[Task description] Up to and including the final line, retype each line of the records below, starting with the one that contains "Ok(Layer::new(name, features))".

[Record excerpts]
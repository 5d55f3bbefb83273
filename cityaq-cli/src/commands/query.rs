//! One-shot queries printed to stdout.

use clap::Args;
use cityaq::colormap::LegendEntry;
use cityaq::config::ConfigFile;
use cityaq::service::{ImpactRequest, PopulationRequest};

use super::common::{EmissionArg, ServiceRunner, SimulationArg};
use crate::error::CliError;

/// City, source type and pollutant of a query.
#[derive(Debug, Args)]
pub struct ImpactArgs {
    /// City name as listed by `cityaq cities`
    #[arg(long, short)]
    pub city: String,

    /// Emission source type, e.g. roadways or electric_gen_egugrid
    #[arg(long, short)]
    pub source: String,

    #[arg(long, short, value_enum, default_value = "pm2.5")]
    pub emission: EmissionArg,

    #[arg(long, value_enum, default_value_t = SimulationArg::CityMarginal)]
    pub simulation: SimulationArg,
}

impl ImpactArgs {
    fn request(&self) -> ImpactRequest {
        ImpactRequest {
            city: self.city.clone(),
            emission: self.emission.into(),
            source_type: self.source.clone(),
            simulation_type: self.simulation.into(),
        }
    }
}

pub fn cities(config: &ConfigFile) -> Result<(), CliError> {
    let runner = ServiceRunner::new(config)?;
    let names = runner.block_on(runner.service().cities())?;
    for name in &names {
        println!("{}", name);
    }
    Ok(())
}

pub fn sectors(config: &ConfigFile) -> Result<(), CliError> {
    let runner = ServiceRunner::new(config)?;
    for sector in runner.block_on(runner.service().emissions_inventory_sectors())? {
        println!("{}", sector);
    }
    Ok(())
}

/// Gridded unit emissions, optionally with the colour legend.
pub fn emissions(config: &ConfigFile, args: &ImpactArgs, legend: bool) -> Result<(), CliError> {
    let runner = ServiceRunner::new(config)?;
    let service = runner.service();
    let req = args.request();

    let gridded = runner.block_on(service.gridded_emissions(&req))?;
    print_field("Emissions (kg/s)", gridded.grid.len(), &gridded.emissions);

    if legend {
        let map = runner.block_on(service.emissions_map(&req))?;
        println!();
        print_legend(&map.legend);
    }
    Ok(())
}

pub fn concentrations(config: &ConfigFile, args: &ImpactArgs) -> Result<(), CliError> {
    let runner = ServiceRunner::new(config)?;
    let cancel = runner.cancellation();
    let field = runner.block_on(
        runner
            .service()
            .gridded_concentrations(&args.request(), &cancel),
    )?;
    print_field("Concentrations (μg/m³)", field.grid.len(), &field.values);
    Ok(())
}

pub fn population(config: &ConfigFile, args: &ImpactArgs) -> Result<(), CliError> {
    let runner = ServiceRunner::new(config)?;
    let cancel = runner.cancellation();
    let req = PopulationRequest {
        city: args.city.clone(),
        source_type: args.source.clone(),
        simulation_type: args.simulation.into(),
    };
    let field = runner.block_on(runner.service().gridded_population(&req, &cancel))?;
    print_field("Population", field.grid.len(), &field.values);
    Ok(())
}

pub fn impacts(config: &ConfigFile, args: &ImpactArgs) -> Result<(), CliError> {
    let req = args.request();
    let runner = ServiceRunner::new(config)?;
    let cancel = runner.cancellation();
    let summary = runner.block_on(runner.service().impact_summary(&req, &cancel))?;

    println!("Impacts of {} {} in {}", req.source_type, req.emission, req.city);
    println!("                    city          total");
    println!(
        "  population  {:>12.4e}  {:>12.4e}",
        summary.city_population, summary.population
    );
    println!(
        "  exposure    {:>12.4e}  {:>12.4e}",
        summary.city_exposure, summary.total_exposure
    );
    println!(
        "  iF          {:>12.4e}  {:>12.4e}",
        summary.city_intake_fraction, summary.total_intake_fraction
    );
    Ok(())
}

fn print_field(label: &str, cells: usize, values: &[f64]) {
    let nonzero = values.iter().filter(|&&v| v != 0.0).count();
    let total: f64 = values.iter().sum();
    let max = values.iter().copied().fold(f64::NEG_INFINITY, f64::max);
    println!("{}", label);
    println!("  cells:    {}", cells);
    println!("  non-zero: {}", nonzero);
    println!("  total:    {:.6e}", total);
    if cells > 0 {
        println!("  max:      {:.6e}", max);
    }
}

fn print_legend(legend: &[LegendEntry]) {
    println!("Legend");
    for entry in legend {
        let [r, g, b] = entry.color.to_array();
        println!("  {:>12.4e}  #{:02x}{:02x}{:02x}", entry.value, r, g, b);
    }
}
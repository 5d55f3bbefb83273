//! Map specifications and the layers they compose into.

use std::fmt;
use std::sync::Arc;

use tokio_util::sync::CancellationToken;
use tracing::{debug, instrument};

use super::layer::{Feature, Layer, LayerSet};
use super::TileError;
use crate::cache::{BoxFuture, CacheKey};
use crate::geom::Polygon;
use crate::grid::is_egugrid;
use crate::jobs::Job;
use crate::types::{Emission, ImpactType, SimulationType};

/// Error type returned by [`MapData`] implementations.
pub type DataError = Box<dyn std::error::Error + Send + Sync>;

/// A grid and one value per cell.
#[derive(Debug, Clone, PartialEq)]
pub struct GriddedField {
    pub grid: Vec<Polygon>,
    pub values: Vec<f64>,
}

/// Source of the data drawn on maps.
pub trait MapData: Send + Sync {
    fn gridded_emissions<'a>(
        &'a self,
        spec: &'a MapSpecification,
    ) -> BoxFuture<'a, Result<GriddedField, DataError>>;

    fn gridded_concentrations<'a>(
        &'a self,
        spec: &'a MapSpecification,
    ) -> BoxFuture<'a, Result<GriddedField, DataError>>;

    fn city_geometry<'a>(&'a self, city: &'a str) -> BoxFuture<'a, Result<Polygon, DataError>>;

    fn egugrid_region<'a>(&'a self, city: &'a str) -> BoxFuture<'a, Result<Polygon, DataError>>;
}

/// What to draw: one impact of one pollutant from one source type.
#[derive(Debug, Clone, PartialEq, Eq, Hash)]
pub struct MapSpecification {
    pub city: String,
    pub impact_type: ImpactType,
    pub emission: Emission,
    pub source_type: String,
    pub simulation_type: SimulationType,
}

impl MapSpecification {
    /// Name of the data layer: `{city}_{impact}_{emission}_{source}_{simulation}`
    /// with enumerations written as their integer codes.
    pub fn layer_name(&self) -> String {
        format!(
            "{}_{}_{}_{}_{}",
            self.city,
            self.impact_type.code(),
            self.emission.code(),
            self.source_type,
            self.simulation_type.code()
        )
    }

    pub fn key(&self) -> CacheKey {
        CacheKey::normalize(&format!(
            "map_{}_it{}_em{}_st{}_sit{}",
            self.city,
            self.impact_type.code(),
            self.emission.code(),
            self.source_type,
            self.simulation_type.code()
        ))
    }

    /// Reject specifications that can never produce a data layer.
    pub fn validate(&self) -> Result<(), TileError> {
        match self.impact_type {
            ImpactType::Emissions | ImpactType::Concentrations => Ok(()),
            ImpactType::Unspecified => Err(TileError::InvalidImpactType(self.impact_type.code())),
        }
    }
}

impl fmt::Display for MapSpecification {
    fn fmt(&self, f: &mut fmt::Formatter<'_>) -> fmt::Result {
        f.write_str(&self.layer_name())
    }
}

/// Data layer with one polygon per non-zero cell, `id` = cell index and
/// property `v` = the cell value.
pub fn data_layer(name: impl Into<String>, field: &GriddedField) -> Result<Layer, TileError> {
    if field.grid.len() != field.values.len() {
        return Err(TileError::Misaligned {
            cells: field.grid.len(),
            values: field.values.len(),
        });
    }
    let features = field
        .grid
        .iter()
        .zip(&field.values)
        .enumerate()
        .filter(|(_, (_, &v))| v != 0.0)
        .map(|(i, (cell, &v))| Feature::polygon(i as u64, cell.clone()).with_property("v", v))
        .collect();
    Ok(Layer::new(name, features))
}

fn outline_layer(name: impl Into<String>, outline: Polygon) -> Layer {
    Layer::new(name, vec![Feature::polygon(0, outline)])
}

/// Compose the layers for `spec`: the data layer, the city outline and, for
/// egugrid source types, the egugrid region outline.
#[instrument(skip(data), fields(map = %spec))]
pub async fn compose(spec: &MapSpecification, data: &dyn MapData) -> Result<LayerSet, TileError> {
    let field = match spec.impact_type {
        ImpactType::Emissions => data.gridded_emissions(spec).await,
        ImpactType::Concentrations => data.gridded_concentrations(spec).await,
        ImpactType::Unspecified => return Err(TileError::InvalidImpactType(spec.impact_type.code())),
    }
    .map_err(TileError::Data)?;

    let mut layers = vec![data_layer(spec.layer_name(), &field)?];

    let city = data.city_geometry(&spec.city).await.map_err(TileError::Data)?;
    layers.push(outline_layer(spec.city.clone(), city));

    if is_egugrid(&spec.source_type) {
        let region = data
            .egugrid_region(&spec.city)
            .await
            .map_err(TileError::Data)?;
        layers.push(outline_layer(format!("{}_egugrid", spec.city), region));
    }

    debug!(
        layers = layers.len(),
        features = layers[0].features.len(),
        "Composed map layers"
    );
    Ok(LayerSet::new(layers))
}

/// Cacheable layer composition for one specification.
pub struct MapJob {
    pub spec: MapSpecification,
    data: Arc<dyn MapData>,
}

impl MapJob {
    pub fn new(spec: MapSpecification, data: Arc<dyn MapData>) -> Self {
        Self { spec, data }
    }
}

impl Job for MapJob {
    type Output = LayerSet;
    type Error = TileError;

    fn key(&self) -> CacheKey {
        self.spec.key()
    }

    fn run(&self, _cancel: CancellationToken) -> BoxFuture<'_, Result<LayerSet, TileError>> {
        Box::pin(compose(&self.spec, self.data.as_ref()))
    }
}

[Written response]
    Ok(Layer::new(name, features))
}

fn outline_layer(name: impl Into<String>, outline: Polygon) -> Layer {
    Layer::new(name, vec![Feature::polygon(0, outline)])
}

/// Compose the layers for `spec`: the data layer, the city outline and, for
/// egugrid source types, the egugrid region outline.
#[instrument(skip(data), fields(map = %spec))]
pub async fn compose(spec: &MapSpecification, data: &dyn MapData) -> Result<LayerSet, TileError> {
    let field = match spec.impact_type {
        ImpactType::Emissions => data.gridded_emissions(spec).await,
        ImpactType::Concentrations => data.gridded_concentrations(spec).await,
        ImpactType::Unspecified => return Err(TileError::InvalidImpactType(spec.impact_type.code())),
    }
    .map_err(TileError::Data)?;

    let mut layers = vec![data_layer(spec.layer_name(), &field)?];

    let city = data.city_geometry(&spec.city).await.map_err(TileError::Data)?;
    layers.push(outline_layer(spec.city.clone(), city));

    if is_egugrid(&spec.source_type) {
        let region = data
            .egugrid_region(&spec.city)
            .await
            .map_err(TileError::Data)?;
        layers.push(outline_layer(format!("{}_egugrid", spec.city), region));
    }

    debug!(
        layers = layers.len(),
        features = layers[0].features.len(),
        "Composed map layers"
    );
    Ok(LayerSet::new(layers))
}

/// Cacheable layer composition for one specification.
pub struct MapJob {
    pub spec: MapSpecification,
    data: Arc<dyn MapData>,
}

impl MapJob {
    pub fn new(spec: MapSpecification, data: Arc<dyn MapData>) -> Self {
        Self { spec, data }
    }
}

impl Job for MapJob {
    type Output = LayerSet;
    type Error = TileError;

    fn key(&self) -> CacheKey {
        self.spec.key()
    }

    fn run(&self, _cancel: CancellationToken) -> BoxFuture<'_, Result<LayerSet, TileError>> {
        Box::pin(compose(&self.spec, self.data.as_ref()))
    }
}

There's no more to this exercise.